PROBLEM: Your task is to repeat the data exactly, every line of it.

EXERCISE DATA below:

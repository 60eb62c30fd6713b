//! Logging setup for the command-line binary.

use tracing::Level;
use tracing_subscriber::EnvFilter;

/// Maps `-v` occurrences to a default level.
#[must_use]
pub fn level_for(verbosity: u8) -> Level {
    match verbosity {
        0 => Level::WARN,
        1 => Level::INFO,
        2 => Level::DEBUG,
        _ => Level::TRACE,
    }
}

/// Installs a stderr subscriber so stdout stays machine-readable.
///
/// `RUST_LOG` directives take precedence over the verbosity default. Calling
/// this again after a subscriber is installed is a no-op.
pub fn init_cli_logging(verbosity: u8) {
    let filter = EnvFilter::builder()
        .with_default_directive(level_for(verbosity).into())
        .from_env_lossy();
    let _ = tracing_subscriber::fmt()
        .with_env_filter(filter)
        .with_writer(std::io::stderr)
        .with_target(false)
        .try_init();
}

End of EXERCISE DATA.

FINISHED EXERCISE:
repository 60eb62c30fd6713b
//! Logging setup for the command-line binary.

use tracing::Level;
use tracing_subscriber::EnvFilter;

/// Maps `-v` occurrences to a default level.
#[must_use]
pub fn level_for(verbosity: u8) -> Level {
    match verbosity {
        0 => Level::WARN,
        1 => Level::INFO,
        2 => Level::DEBUG,
        _ => Level::TRACE,
    }
}

/// Installs a stderr subscriber so stdout stays machine-readable.
///
/// `RUST_LOG` directives take precedence over the verbosity default. Calling
/// this again after a subscriber is installed is a no-op.
pub fn init_cli_logging(verbosity: u8) {
    let filter = EnvFilter::builder()
        .with_default_directive(level_for(verbosity).into())
        .from_env_lossy();
    let _ = tracing_subscriber::fmt()
        .with_env_filter(filter)
        .with_writer(std::io::stderr)
        .with_target(false)
        .try_init();
}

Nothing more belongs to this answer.